Voting itself takes place on the scheduled day(s) within the 1 March to 31 May window. In‑person ballots are cast in secret and are folded; postal voting is available upon request or, for known long‑term absences, proactively sent by the election committee. The count is public and begins with the processing of postal ballots in a prescribed sequence. The election committee then certifies and publishes the results and promptly invites the newly elected council to its inaugural meeting, which should occur without undue delay, typically within a week.

The simplified procedure compresses these steps and, in its one‑stage variant, conducts key acts in a single assembly. The simplified route is obligatory up to 100 eligible voters (and available by agreement between the employer and election committee up to 200; § 14a BetrVG). That has concrete operational implications for HR in smaller and mid‑sized establishments, including tighter windows for nominations and objections, and a more compact logistics plan for rooms, shifts, and postal ballots.

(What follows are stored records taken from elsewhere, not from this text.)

//! Reviews and their targets

use std::fmt;

use chrono::{DateTime, Utc};
use serde::Serialize;

use super::require_identity;
use crate::{EntityKind, Error, Result};

pub const MIN_RATING: u8 = 1;
pub const MAX_RATING: u8 = 10;

/// The entity a review is about
#[derive(Debug, Clone, PartialEq, Eq, Hash, Serialize)]
#[serde(tag = "kind", content = "key", rename_all = "lowercase")]
pub enum ReviewTarget {
    Movie(String),
    Actor(String),
    Director(String),
    Genre(String),
}

impl ReviewTarget {
    pub fn kind(&self) -> EntityKind {
        match self {
            ReviewTarget::Movie(_) => EntityKind::Movie,
            ReviewTarget::Actor(_) => EntityKind::Actor,
            ReviewTarget::Director(_) => EntityKind::Director,
            ReviewTarget::Genre(_) => EntityKind::Genre,
        }
    }

    /// Identity key of the target entity
    pub fn key(&self) -> &str {
        match self {
            ReviewTarget::Movie(key)
            | ReviewTarget::Actor(key)
            | ReviewTarget::Director(key)
            | ReviewTarget::Genre(key) => key,
        }
    }

    /// Stored discriminator, also the Display form of the kind
    pub(crate) fn label(&self) -> &'static str {
        match self {
            ReviewTarget::Movie(_) => "movie",
            ReviewTarget::Actor(_) => "actor",
            ReviewTarget::Director(_) => "director",
            ReviewTarget::Genre(_) => "genre",
        }
    }

    pub(crate) fn from_label(label: &str, key: String) -> Result<Self> {
        match label {
            "movie" => Ok(ReviewTarget::Movie(key)),
            "actor" => Ok(ReviewTarget::Actor(key)),
            "director" => Ok(ReviewTarget::Director(key)),
            "genre" => Ok(ReviewTarget::Genre(key)),
            other => Err(Error::InvalidInput(format!(
                "unknown review target kind: {}",
                other
            ))),
        }
    }
}

impl fmt::Display for ReviewTarget {
    fn fmt(&self, f: &mut fmt::Formatter<'_>) -> fmt::Result {
        write!(f, "{} '{}'", self.label(), self.key())
    }
}

/// A user's rated comment on a movie, actor, director or genre
///
/// Reviews are immutable once constructed.
#[derive(Debug, Clone, PartialEq, Serialize)]
pub struct Review {
    username: String,
    target: ReviewTarget,
    comment: String,
    rating: u8,
    timestamp: DateTime<Utc>,
}

impl Review {
    /// Create a review stamped with the current time
    pub fn new(
        username: impl Into<String>,
        target: ReviewTarget,
        comment: impl Into<String>,
        rating: u8,
    ) -> Result<Self> {
        Self::with_timestamp(username, target, comment, rating, Utc::now())
    }

    pub fn with_timestamp(
        username: impl Into<String>,
        target: ReviewTarget,
        comment: impl Into<String>,
        rating: u8,
        timestamp: DateTime<Utc>,
    ) -> Result<Self> {
        let username = require_identity("username", username)?.to_lowercase();
        let comment = comment.into();
        if comment.trim().is_empty() {
            return Err(Error::InvalidInput("comment must not be empty".to_string()));
        }
        if !(MIN_RATING..=MAX_RATING).contains(&rating) {
            return Err(Error::InvalidInput(format!(
                "rating must be between {} and {}, got {}",
                MIN_RATING, MAX_RATING, rating
            )));
        }
        Ok(Self {
            username,
            target,
            comment,
            rating,
            timestamp,
        })
    }

    /// Lower-cased username of the author
    pub fn username(&self) -> &str {
        &self.username
    }

    pub fn target(&self) -> &ReviewTarget {
        &self.target
    }

    pub fn comment(&self) -> &str {
        &self.comment
    }

    pub fn rating(&self) -> u8 {
        self.rating
    }

    pub fn timestamp(&self) -> DateTime<Utc> {
        self.timestamp
    }
}

#[cfg(test)]
mod tests {
    use super::*;

    #[test]
    fn test_rating_bounds() {
        let target = ReviewTarget::Movie("Prometheus".to_string());
        assert!(Review::new("kurisu", target.clone(), "fine", 0).is_err());
        assert!(Review::new("kurisu", target.clone(), "fine", 11).is_err());
        assert!(Review::new("kurisu", target.clone(), "fine", 1).is_ok());
        assert!(Review::new("kurisu", target, "fine", 10).is_ok());
    }

    #[test]
    fn test_username_normalized() {
        let review = Review::new(
            "Kurisu",
            ReviewTarget::Genre("Mystery".to_string()),
            "creepy",
            7,
        )
        .unwrap();
        assert_eq!(review.username(), "kurisu");
    }

    #[test]
    fn test_blank_comment_rejected() {
        let result = Review::new("kurisu", ReviewTarget::Actor("X".to_string()), "  ", 5);
        assert!(matches!(result, Err(Error::InvalidInput(_))));
    }

    #[test]
    fn test_target_label_round_trip() {
        let target = ReviewTarget::Director("Ridley Scott".to_string());
        let restored =
            ReviewTarget::from_label(target.label(), target.key().to_string()).unwrap();
        assert_eq!(restored, target);
        assert_eq!(restored.kind(), EntityKind::Director);
        assert!(ReviewTarget::from_label("studio", "x".to_string()).is_err());
    }
}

Table 2: Timeline anchors HR should plan against in 2026

Milestone Normal procedure anchor points Simplified procedure anchor points
Appointment of election committee No later than 10 weeks before end of current council’s term (§ 16 para. 1 BetrVG) Same appointment logic; thereafter compressed steps per § 14a BetrVG and WO
Election notice (Wahlausschreiben) At least six weeks before first voting day; must include § 3 WO content Issued per simplified timelines; in one-stage variant, nominations may occur in the assembly
Objection to voter list / submission of nominations Within two weeks from notice (§§ 4 to 6 WO) Significantly shorter, aligned to simplified schedule and assembly mechanics
Corrections to voter list Permitted until the close of voting (revised WO) Same principle
Postal voting On request or proactively to known absentees under revised WO Available; timing tailored to compressed schedule
Voting and public count Election day(s) within 1 March to 31 May; count begins with postal ballots; result certified and published Conducted under simplified rules; one- or two-stage format
Inaugural meeting of new council Without undue delay after certification; practice standard within one week Same expectation

Notes: The decisive thresholds for procedure choice are the number of eligible voters in the establishment on the date of the election notice and whether the parties agree to apply the simplified procedure within the 101 to 200 band.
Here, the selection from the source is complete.